In the 1950s, there were coat-hanger abortions. Today, there is a different kind of threat: life-endangering at-home miscarriages—by Texas women (and women in Ohio and soon possibly other states, too—we’ll get to that in a minute), trying to avoid the governmentally validated nosiness, suspicion and intrusion that Scott said would have had her running for the hospital exit. And even greater anguish, shame, and danger for women choosing to have abortions at facilities in Texas, the Lone Star State is the second most populous one in the union, but, in contrast to the first most populous (California, which is progressive on abortion), it has cut its already paltry number of abortion clinics by 50 percent in just three years. (According to a representative of national Planned Parenthood, there are 5.4 million women of reproductive age in Texas; there are only about 20 licensed abortion clinics, down, a full 50 percent, from 2013.)
As of December 19, all women in Texas in Abigail Scott’s condition—and, more relevantly, all woman in the state who are getting an abortion—will have to suffer through a version of that scenario. A new law (T A C 1.132-1.137) aggressively backed by Texas Gov. Greg Abbott and the legislature will require that all abortions and certain miscarriages and ectopic pregnancies be accompanied with burial or cremation of the fetus.
Other than a similar law introduced by Indiana’s then-govenor and now vice president-elect, the fervently anti-choice Mike Pence, which has been blocked by a federal court, the Texas law is unique. But its enactment will send a strong signal to other states to do so the same. Moreover, though health is gratuitously mentioned, the assertion that Texas law consistently prioritizes “the dignity of life,” which [emphasis added] “begins with fertilization” is, front and center, the law’s rationale. Those last three words are deeply authoritarian. And they make vulnerable to restriction some of the most reliable forms of contraception, such as the IUD, which once made women’s lives so easy and worry-free: you had virtually foolproof protection 24/7. Until you proactively decided to remove the device and get pregnant. (I loved the IUD so much that when I had to have my Dalkon Shield surgically removed—the Dalkon Shield was an early, famously dangerous version—I had an improved form of IUD reinserted the minute my body healed enough to take it.) Contraception, let us not forget, became legally available, via the Enovid birth control pill, in 1960, 13 years before Roe legalized abortion. Contraception revolutionized women’s life—revolutionized society—more than any other innovation in the 20th century. To go back and delegitimize some forms of contraception (and cast suspicion on miscarriage) is frighteningly backward. Yet the sweeping, arbitrary assertion upon which that delegitimization and suspicion is based—that life begins “at fertilization”—is declaimed dozens of times by the Texas Department of State Health Services (DSHS), which will be administering the law, within a 73-single-spaced-page document. The DSHS hurriedly produced that document last month to answer outraged critics in the women’s health services community and concerned, question-proffering groups in the hospital and funeral industries who had written in about the imminent law, which was presented as a virtual fait accompli in June.

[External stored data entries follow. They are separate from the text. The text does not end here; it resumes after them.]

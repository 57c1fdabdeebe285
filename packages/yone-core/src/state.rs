//! Engine configuration types.
//!
//! [`Config`] groups every tunable the engine reads. All fields have defaults
//! matching the bot's production behaviour, so a partial YAML file (or none at
//! all) yields a working configuration.

use std::time::Duration;

use serde::{Deserialize, Serialize};

/// Player loop and control timings.
#[derive(Debug, Serialize, Deserialize, Clone)]
#[serde(default)]
pub struct PlayerConfig {
    /// How long an empty queue is tolerated before the session is torn down (seconds).
    pub empty_queue_grace_secs: u64,

    /// Interval between progress-bar refreshes while a track plays (seconds).
    pub progress_interval_secs: u64,

    /// Step used by rewind/forward when no time is given (seconds).
    pub default_step_secs: u64,

    /// Lifetime of transient notices posted to the text channel (seconds).
    pub notice_ttl_secs: u64,
}

impl Default for PlayerConfig {
    fn default() -> Self {
        Self {
            empty_queue_grace_secs: 5,
            progress_interval_secs: 1,
            default_step_secs: 10,
            notice_ttl_secs: 5,
        }
    }
}

impl PlayerConfig {
    pub fn empty_queue_grace(&self) -> Duration {
        Duration::from_secs(self.empty_queue_grace_secs)
    }

    pub fn progress_interval(&self) -> Duration {
        Duration::from_secs(self.progress_interval_secs)
    }

    pub fn notice_ttl(&self) -> Duration {
        Duration::from_secs(self.notice_ttl_secs)
    }
}

/// Voice transport connection and reconnection behaviour.
#[derive(Debug, Serialize, Deserialize, Clone)]
#[serde(default)]
pub struct TransportConfig {
    /// Upper bound for a single connection attempt (seconds).
    pub connect_timeout_secs: u64,

    /// Suppression window after an endpoint rejection (seconds).
    pub cooldown_secs: u64,

    /// Whether unexpected closures are retried with backoff.
    pub reconnect: bool,

    /// Base delay for exponential backoff (milliseconds).
    pub backoff_base_ms: u64,

    /// Largest exponent applied to the base delay.
    pub backoff_max_exponent: u32,

    /// Consecutive failed reconnects before the supervisor gives up.
    pub max_reconnect_failures: u32,
}

impl Default for TransportConfig {
    fn default() -> Self {
        Self {
            connect_timeout_secs: 10,
            cooldown_secs: 60,
            reconnect: true,
            backoff_base_ms: 1000,
            backoff_max_exponent: 10,
            max_reconnect_failures: 5,
        }
    }
}

impl TransportConfig {
    pub fn connect_timeout(&self) -> Duration {
        Duration::from_secs(self.connect_timeout_secs)
    }

    pub fn cooldown(&self) -> Duration {
        Duration::from_secs(self.cooldown_secs)
    }
}

/// Track resolution via the `yt-dlp` executable.
#[derive(Debug, Serialize, Deserialize, Clone)]
#[serde(default)]
pub struct ResolverConfig {
    /// Path or name of the `yt-dlp` executable.
    pub ytdlp_path: String,

    /// Format selector passed to `yt-dlp -f`.
    pub format: String,

    /// Search prefix used for free-text references (`ytsearch` → `ytsearch1:<term>`).
    pub default_search: String,

    /// File name prefix for staged attachments.
    pub temp_prefix: String,

    /// Upper bound for downloading one attachment (seconds).
    pub download_timeout_secs: u64,
}

impl Default for ResolverConfig {
    fn default() -> Self {
        Self {
            ytdlp_path: "yt-dlp".to_string(),
            format: "bestaudio[ext=m4a]/bestaudio/best".to_string(),
            default_search: "ytsearch".to_string(),
            temp_prefix: "yone_".to_string(),
            download_timeout_secs: 60,
        }
    }
}

impl ResolverConfig {
    pub fn download_timeout(&self) -> Duration {
        Duration::from_secs(self.download_timeout_secs)
    }
}

/// External decoder process settings.
#[derive(Debug, Serialize, Deserialize, Clone)]
#[serde(default)]
pub struct DecoderConfig {
    /// Path or name of the decoder executable.
    pub executable: String,

    /// Output-side options appended after the input.
    pub output_options: String,
}

impl Default for DecoderConfig {
    fn default() -> Self {
        Self {
            executable: "ffmpeg".to_string(),
            output_options: "-vn -loglevel warning -af volume=0.9".to_string(),
        }
    }
}

/// Configuration for the Yone engine.
///
/// All fields have sensible defaults.
#[derive(Debug, Serialize, Deserialize, Clone)]
#[serde(default)]
pub struct Config {
    // Server
    /// Port for the read-only status API (0 = disabled).
    pub status_port: u16,

    /// Capacity of the event broadcast channel.
    pub event_channel_capacity: usize,

    // Engine
    pub player: PlayerConfig,
    pub transport: TransportConfig,
    pub resolver: ResolverConfig,
    pub decoder: DecoderConfig,
}

impl Default for Config {
    fn default() -> Self {
        Self {
            status_port: 0,
            event_channel_capacity: 100,
            player: PlayerConfig::default(),
            transport: TransportConfig::default(),
            resolver: ResolverConfig::default(),
            decoder: DecoderConfig::default(),
        }
    }
}

impl Config {
    /// Validates the configuration values.
    pub fn validate(&self) -> Result<(), String> {
        if self.event_channel_capacity == 0 {
            return Err(
                "event_channel_capacity must be >= 1 (broadcast::channel panics on 0)".to_string(),
            );
        }
        if self.player.progress_interval_secs == 0 {
            return Err("player.progress_interval_secs must be >= 1".to_string());
        }
        if self.transport.connect_timeout_secs == 0 {
            return Err("transport.connect_timeout_secs must be >= 1".to_string());
        }
        if self.transport.backoff_base_ms == 0 {
            return Err("transport.backoff_base_ms must be >= 1".to_string());
        }
        if self.transport.backoff_max_exponent > 20 {
            return Err("transport.backoff_max_exponent must be <= 20".to_string());
        }
        if self.resolver.ytdlp_path.trim().is_empty() {
            return Err("resolver.ytdlp_path must not be empty".to_string());
        }
        if self.decoder.executable.trim().is_empty() {
            return Err("decoder.executable must not be empty".to_string());
        }
        Ok(())
    }
}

The long document is consistent—in fact, redundant: to virtually every one of the 26 organizations that opposed or questioned aspects of the vague must-have-funerals-for-aborted-and-20-plus-week-old-miscarried-fetuses bill, the administering group began its comment with “The commission respectfully disagree…” to every one of the 33 religious and political organizations that wrote in in support of the law, the commission repeated that one of Texas law’s main obligations is respect for the “dignity of human life,” which begins “at fertilization.”
The imminent law’s main victims will be among the most vulnerable Texas women seeking to end unwanted or unsupportable pregnancies: single women in their mid-20s, who make up approximately 75 percent of the state’s 44,000 yearly legal-abortion-at-about-13-weeks clients. But there is another group that is going to pay a price, too: miscarriage patients, like Abigail Scott, put at risk for wanting to steer clear of the invasive funeral criterion. (Another woman I spoke to said that had this law been in effect two years ago when she went to a Texas hospital while miscarrying, she would have left the hospital right away.)

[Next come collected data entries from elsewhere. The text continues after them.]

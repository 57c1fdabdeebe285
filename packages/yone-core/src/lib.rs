//! Yone Core - the per-guild music queue engine.
//!
//! This crate owns everything between a chat command and the voice socket:
//! one [`SessionHandle`] per guild, a player loop that drains its queue
//! through a voice transport, an interactive queue panel, and supervision
//! of flaky voice connections. Chat front-ends drive it through
//! [`MusicEngine`].
//!
//! # Architecture
//!
//! - [`engine`]: The coordinator front-ends call into
//! - [`session`]: Queue state, loop/seek policy and the session registry
//! - [`player`]: The per-session playback loop
//! - [`control`]: Authorization and application of control actions
//! - [`display`]: Queue panel rendering and the progress refresher
//! - [`resolver`]: References and uploads to playable tracks
//! - [`transport`]: Voice connections, cooldowns and reconnects
//! - [`events`]: Observable engine events
//! - [`api`]: Read-only status API
//!
//! # Abstraction Traits
//!
//! The platform plugs in through a handful of traits:
//!
//! - [`VoiceGateway`](transport::VoiceGateway) / [`TransportHandle`](transport::TransportHandle): Voice connections and playback
//! - [`ChannelSink`](display::ChannelSink): Posting panels and notices to a text channel
//! - [`TrackResolver`](resolver::TrackResolver): Resolving references
//! - [`TaskSpawner`](runtime::TaskSpawner): Spawning background tasks
//! - [`EventEmitter`](events::EventEmitter): Emitting domain events

#![allow(missing_docs)]
#![warn(clippy::all)]

pub mod api;
pub mod bootstrap;
pub mod control;
pub mod display;
pub mod engine;
pub mod error;
pub mod events;
pub mod player;
pub mod protocol_constants;
pub mod resolver;
pub mod runtime;
pub mod session;
pub mod state;
pub mod track;
pub mod transport;
pub mod types;
pub mod utils;

// Re-export commonly used types at the crate root
pub use control::{parse_seek_time, ControlAction, ControlOrigin, ControlOutcome};
pub use display::{ArtifactHandle, ChannelSink, PanelView, RemoveButton};
pub use engine::{AddOutcome, AddRequest, EngineDeps, MusicEngine, OrderPolicy, PresenceUpdate};
pub use error::{
    ControlError, ControlResult, DisplayError, DisplayResult, ErrorCode, ResolveError, ResolveResult,
    TransportError, TransportResult, YoneError, YoneResult,
};
pub use events::{
    BroadcastEvent, BroadcastEventBridge, EventEmitter, SessionEvent, TeardownReason, TransportEvent,
};
pub use resolver::{split_by_commas, Attachment, AttachmentSource, TrackResolver, YtDlpResolver};
pub use runtime::{TaskSpawner, TokioSpawner};
pub use session::{LoopMode, SessionHandle, SessionSnapshot};
pub use state::Config;
pub use track::{FsJanitor, Track, TrackJanitor, TrackSummary};
pub use transport::{
    LinkClosed, PlaybackCompletion, PlaybackEnd, PlaybackNotifier, StartOptions, TransportHandle,
    VoiceConnection, VoiceGateway, VoiceLink,
};
pub use types::{ChannelId, GuildId, UserId};
pub use utils::now_millis;

// Re-export bootstrap types
pub use bootstrap::{bootstrap_services, bootstrap_with_resolver, BootstrappedServices};

// Re-export API types
pub use api::{start_server, AppState, ServerError};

I mention the miscarriage patients to make a point: Texas’s DSHS is widening the arc of female reproductive life that it and its “pro-life” political client base intends to control. (I put “pro-life” in quote marks here to designate unreasonableness, because I know from a highly respected female journalist and editor who is a practicing Catholic, and who has taken heat for her views questioning the pro-choice line, that a large group of—often misunderstood—pro-life women are not even necessarily against all abortion, though they find it an unfortunate default measure that hopefully can be avoided. These women have as a priority spiritually and materially helping needy pregnant women with baby clothes, household help, counseling, day care and even job options. I have intermittently talked to this journalist, who requested anonymity, about the need for the pro-choice community to find a sliver of common cause with these women; the journalist, from long experience as a kind of battered outlier in an almost uniformly pro-choice field, has deemed it hopeless.) And it is conflating miscarriage with abortion (no judgment; just two different things), just as the anti-choice movement has already conflated contraception with abortion by terming the safest, most effective and easy-to-use contraceptives “abortifacients” and, through the effect of the Hobby Lobby court victory, excluding those contraceptives from private-company insurance coverage that routinely covers Viagra.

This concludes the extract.